■ Work to complete
Nothing in the entries below may be altered; print them as they stand.

■ Records for the exercise
::::

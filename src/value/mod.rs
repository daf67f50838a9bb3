//! Value type system for tidemark
//!
//! ## Modules
//!
//! - **`types`** - Storage [`Value`], in-memory [`PropertyValue`], rows and value maps
//! - **`property`** - [`ToProperty`] / [`FromProperty`] for typed record fields
//! - **`enums`** - [`DbEnum`] and the `db_enum!` macro
//! - **`timestamp`** - [`TimestampFormat`] supplied by storage backends
//! - **`coercion`** - the coercion engine, keyed by column data type

pub mod coercion;
pub mod enums;
pub mod property;
pub mod timestamp;
pub mod types;

pub use coercion::{check_storage, from_storage, guid_from_storage, to_storage};
pub use enums::DbEnum;
pub use property::{FromProperty, ToProperty};
pub use timestamp::{DefaultTimestamps, TimestampFormat};
pub use types::{EnumValue, PropertyValue, Row, Value, ValueMap};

::::

■ Output below
filename src/value/mod.rs
repository daf67f50838a9bb3
//! Value type system for tidemark
//!
//! ## Modules
//!
//! - **`types`** - Storage [`Value`], in-memory [`PropertyValue`], rows and value maps
//! - **`property`** - [`ToProperty`] / [`FromProperty`] for typed record fields
//! - **`enums`** - [`DbEnum`] and the `db_enum!` macro
//! - **`timestamp`** - [`TimestampFormat`] supplied by storage backends
//! - **`coercion`** - the coercion engine, keyed by column data type

pub mod coercion;
pub mod enums;
pub mod property;
pub mod timestamp;
pub mod types;

pub use coercion::{check_storage, from_storage, guid_from_storage, to_storage};
pub use enums::DbEnum;
pub use property::{FromProperty, ToProperty};
pub use timestamp::{DefaultTimestamps, TimestampFormat};
pub use types::{EnumValue, PropertyValue, Row, Value, ValueMap};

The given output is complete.